Wellesley Village Church participates in its fourth Feeding Frenzy

It was Feeding Frenzy Sunday at Wellesley Village Church, and for the fourth year running parishioners lined up assembly-style to scoop and measure macaroni and cheese and beans and rice ingredients, weigh them, and vacuum seal the healthy meals up, ready to be transported to food pantries across the region.

Wellesley Village Church, End Hunger
End Hunger New England comes in to churches, corporations, and other organizations and sets up the assembly lines. From there, volunteers work together to create nutritious, protein-enriched meals from bulk ingredients. The meals are then brought to food pantries and other charitable organizations in the community and distributed by local volunteers.

 

Wellesley Village Church, End Hunger
Wellesley Village Church parishioners in action on the assembly line. The long tables are equipped with nothing higher-tech than plastic scoops, funnels, and scales. Sanitization is a very big deal with End Hunger NE. The company supplies hairnet, beard nets, gloves and hand sanitizer to packing teams. Team members then scoop raw ingredients, weigh meals for accuracy, seal the meal packs, and box the completed meals.

 

Wellesley Village Church, End Hunger
Matthew Martin, regional manager for End Hunger New England , preaching to the choir. Martin is a former Lutheran minister who has devoted his life to making sure hungry kids get the food they need. “One in six American kids is hungry,” he says. “We will end hunger in the Northeast.” Some of the local places the prepackaged meals go: Neighbors in Need, Hope Food Pantry, A Place to Turn.

 

Wellesley Village Church, End Hunger
I asked Martin the tough question: “Is your family in the rice business?” He says he only wishes, and that his family and the Martin rice company people aren’t related. When an organization signs on for this program, that group pays for the meals: 25 cents feeds a kid, $1 a family of 4. Martin handles all of the details, meaning End Hunger NE brings the materials to the site, sets everything up, trains the groups in how to assemble the meals, provides constant on-site support during the event, then transports the food to local food shelves and schools or regional food banks.

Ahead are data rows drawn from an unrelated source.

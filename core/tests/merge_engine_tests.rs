// tests/merge_engine_tests.rs
mod common; // Reference the common module

use accrete::{apply, AccreteError, FieldSchema, FieldUpdate, Route, Schema, StateSnapshot, Update};
use common::*;
use std::sync::Arc;

#[test]
fn test_omitted_fields_keep_the_exact_same_value() {
  setup_tracing();
  let fixture = post_state().unwrap();
  let s0 = StateSnapshot::init(&fixture.schema)
    .apply(&Update::new().set(&fixture.page_contents, strings(&["page one"])))
    .unwrap();

  // The update says nothing about page_contents, so the next state must hold
  // the identical shared value, not a re-built equal one.
  let s1 = s0
    .apply(&Update::new().set(&fixture.post, "draft".to_string()))
    .unwrap();

  let before = s0.raw("page_contents").unwrap();
  let after = s1.raw("page_contents").unwrap();
  assert!(Arc::ptr_eq(before, after));
  assert_eq!(s1.get(&fixture.post), Some(&"draft".to_string()));
}

#[test]
fn test_empty_update_is_a_full_identity() {
  setup_tracing();
  let fixture = post_state().unwrap();
  let s0 = StateSnapshot::init(&fixture.schema);
  let s1 = s0.apply(&Update::new()).unwrap();
  for name in fixture.schema.field_names() {
    match (s0.raw(name), s1.raw(name)) {
      (Some(a), Some(b)) => assert!(Arc::ptr_eq(a, b), "field '{}' was rebuilt", name),
      (None, None) => {}
      _ => panic!("field '{}' changed set-ness under an empty update", name),
    }
  }
}

#[test]
fn test_overwrite_semantics_without_custom_merge() {
  setup_tracing();
  let fixture = post_state().unwrap();
  let state = StateSnapshot::init(&fixture.schema);

  // Unset until a producer writes it; that is "not yet available", not an error.
  assert_eq!(state.get(&fixture.post), None);

  let state = state
    .apply(&Update::new().set(&fixture.post, "first draft".to_string()))
    .unwrap();
  assert_eq!(state.get(&fixture.post), Some(&"first draft".to_string()));

  // Incoming wins whenever present.
  let state = state
    .apply(&Update::new().set(&fixture.post, "second draft".to_string()))
    .unwrap();
  assert_eq!(state.get(&fixture.post), Some(&"second draft".to_string()));
}

#[test]
fn test_explicit_clear_is_distinct_from_omission() {
  setup_tracing();
  let fixture = post_state().unwrap();
  let state = StateSnapshot::init(&fixture.schema)
    .apply(&Update::new().set(&fixture.post, "draft".to_string()))
    .unwrap();

  // Omission: no opinion, value stays.
  let untouched = state.apply(&Update::new().set(&fixture.report, "r".to_string())).unwrap();
  assert_eq!(untouched.get(&fixture.post), Some(&"draft".to_string()));

  // Explicit clear: actively reset.
  let cleared = state.apply(&Update::new().clear(&fixture.post)).unwrap();
  assert_eq!(cleared.get(&fixture.post), None);
  assert!(!cleared.is_set("post"));
}

#[test]
fn test_custom_merge_receives_the_clear_sentinel() {
  setup_tracing();
  // Append propagates a clear: the field resets to unset.
  let fixture = post_state().unwrap();
  let state = StateSnapshot::init(&fixture.schema)
    .apply(&Update::new().set(&fixture.page_contents, strings(&["stale"])))
    .unwrap()
    .apply(&Update::new().clear(&fixture.page_contents))
    .unwrap();
  assert_eq!(state.get(&fixture.page_contents), None);

  // A custom merge may instead ignore the sentinel entirely and still
  // compute a value; it alone decides the outcome.
  let mut b = Schema::builder("stubborn");
  let attempts = b
    .field(
      "attempts",
      FieldSchema::with_merge(|previous: Option<u32>, incoming: Option<u32>| {
        Some(incoming.unwrap_or(0).max(previous.unwrap_or(0)))
      }),
    )
    .unwrap();
  let schema = b.build();
  let state = StateSnapshot::init(&schema)
    .apply(&Update::new().set(&attempts, 5))
    .unwrap()
    .apply(&Update::new().clear(&attempts))
    .unwrap();
  assert_eq!(state.get(&attempts), Some(&5));
}

#[test]
fn test_apply_never_mutates_the_previous_state() {
  setup_tracing();
  let fixture = post_state().unwrap();
  let s0 = StateSnapshot::init(&fixture.schema)
    .apply(&Update::new().set(&fixture.relevant_links, strings(&["x"])))
    .unwrap();

  let s1 = apply(
    &s0,
    &Update::new()
      .set(&fixture.relevant_links, strings(&["y"]))
      .set(&fixture.post, "p".to_string()),
  )
  .unwrap();

  // s0 is still inspectable exactly as it was.
  assert_eq!(s0.get(&fixture.relevant_links), Some(&strings(&["x"])));
  assert_eq!(s0.get(&fixture.post), None);
  assert_eq!(s1.get(&fixture.relevant_links), Some(&strings(&["x", "y"])));
}

#[test]
fn test_routing_field_is_plain_overwrite() {
  setup_tracing();
  let fixture = post_state().unwrap();
  let state = StateSnapshot::init(&fixture.schema)
    .apply(&Update::new().set(&fixture.next, Route::Step(Step::CondensePost)))
    .unwrap();
  assert_eq!(state.get(&fixture.next), Some(&Route::Step(Step::CondensePost)));
  assert_eq!(state.get(&fixture.next).unwrap().step(), Some(&Step::CondensePost));

  let state = state.apply(&Update::new().set(&fixture.next, Route::Done)).unwrap();
  assert!(state.get(&fixture.next).unwrap().is_done());
}

#[test]
fn test_update_for_undeclared_field_propagates_as_error() {
  setup_tracing();
  let fixture = post_state().unwrap();
  let state = StateSnapshot::init(&fixture.schema);
  let err = state
    .apply(&Update::new().set_named("no_such_field", 1u32))
    .unwrap_err();
  assert!(matches!(err, AccreteError::UnknownField { .. }));
}

#[test]
fn test_update_with_wrong_value_type_propagates_as_error() {
  setup_tracing();
  let fixture = post_state().unwrap();
  let state = StateSnapshot::init(&fixture.schema);
  // "post" is a String field.
  let err = state.apply(&Update::new().set_named("post", 42u32)).unwrap_err();
  match err {
    AccreteError::TypeMismatch { field, .. } => assert_eq!(field, "post"),
    other => panic!("Expected TypeMismatch, got {:?}", other),
  }
}

#[test]
fn test_key_from_another_schema_is_rejected() {
  setup_tracing();
  let fixture = post_state().unwrap();
  let (_, foreign_report) = ingest_state().unwrap();
  let state = StateSnapshot::init(&fixture.schema);
  // Same field name and type exist on both schemas; the key still does not
  // cross over.
  let err = state
    .apply(&Update::new().set(&foreign_report, "r".to_string()))
    .unwrap_err();
  assert!(matches!(err, AccreteError::ForeignKey { .. }));
}

#[test]
fn test_later_entry_for_a_field_wins_within_one_update() {
  setup_tracing();
  let fixture = post_state().unwrap();
  let state = StateSnapshot::init(&fixture.schema)
    .apply(
      &Update::new()
        .set(&fixture.post, "first".to_string())
        .set(&fixture.post, "second".to_string()),
    )
    .unwrap();
  assert_eq!(state.get(&fixture.post), Some(&"second".to_string()));
}

#[test]
fn test_put_unset_withdraws_an_entry() {
  setup_tracing();
  let fixture = post_state().unwrap();
  let update = Update::new()
    .set(&fixture.post, "draft".to_string())
    .put(&fixture.post, FieldUpdate::Unset);
  assert!(!update.touches("post"));
  assert!(update.is_empty());

  let state = StateSnapshot::init(&fixture.schema).apply(&update).unwrap();
  assert_eq!(state.get(&fixture.post), None);
}

#[test]
fn test_get_named_matches_typed_access() {
  setup_tracing();
  let fixture = post_state().unwrap();
  let state = StateSnapshot::init(&fixture.schema)
    .apply(&Update::new().set(&fixture.report, "the report".to_string()))
    .unwrap();

  assert_eq!(
    state.get_named::<String>("report").unwrap(),
    Some(&"the report".to_string())
  );
  assert!(matches!(
    state.get_named::<u32>("report"),
    Err(AccreteError::TypeMismatch { .. })
  ));
  assert!(matches!(
    state.get_named::<String>("missing"),
    Err(AccreteError::UnknownField { .. })
  ));
}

Wellesley Village Church, End Hunger
A packing team of six volunteers can create about 1,000 meals in one hour. For families who receive the packets, meal preparation is simple and does not require additional ingredients. Most meals are prepared by boiling water and adding ingredients until water has boiled down and contents are cooked thoroughly. Each bag has preparation instructions in pictures on the back for reference.

 

Wellesley Village Church, End Hunger
According to End Hunger’s website, the food insecurity rate in Norfolk County is 7.8% of the population. That translates to 53,810 food insecure people. Those who are food insecure at some point during the week literally don’t know where their next meal is coming from. Either they can’t afford to buy food, or don’t have access to food.

Wellesley Village Church, End Hunger
Outreach, Inc., the parent company of End Hunger NE was founded in 2004 and has about $5.5 million in yearly expenses. Their two biggest expense categories: Meal ingredients and packaging, coming in at about $1.8 million; and salaries, which cost the 501(c)(3) company a little over 1 million. The rest goes to things like equipment maintenance, insurance, contributions to programs, shipping costs, medical missions, and other expenses.

 

Wellesley Village Church, End Hunger
Load up the meals and move them out. Perhaps Wellesley Village Church will see you again next year, Matthew.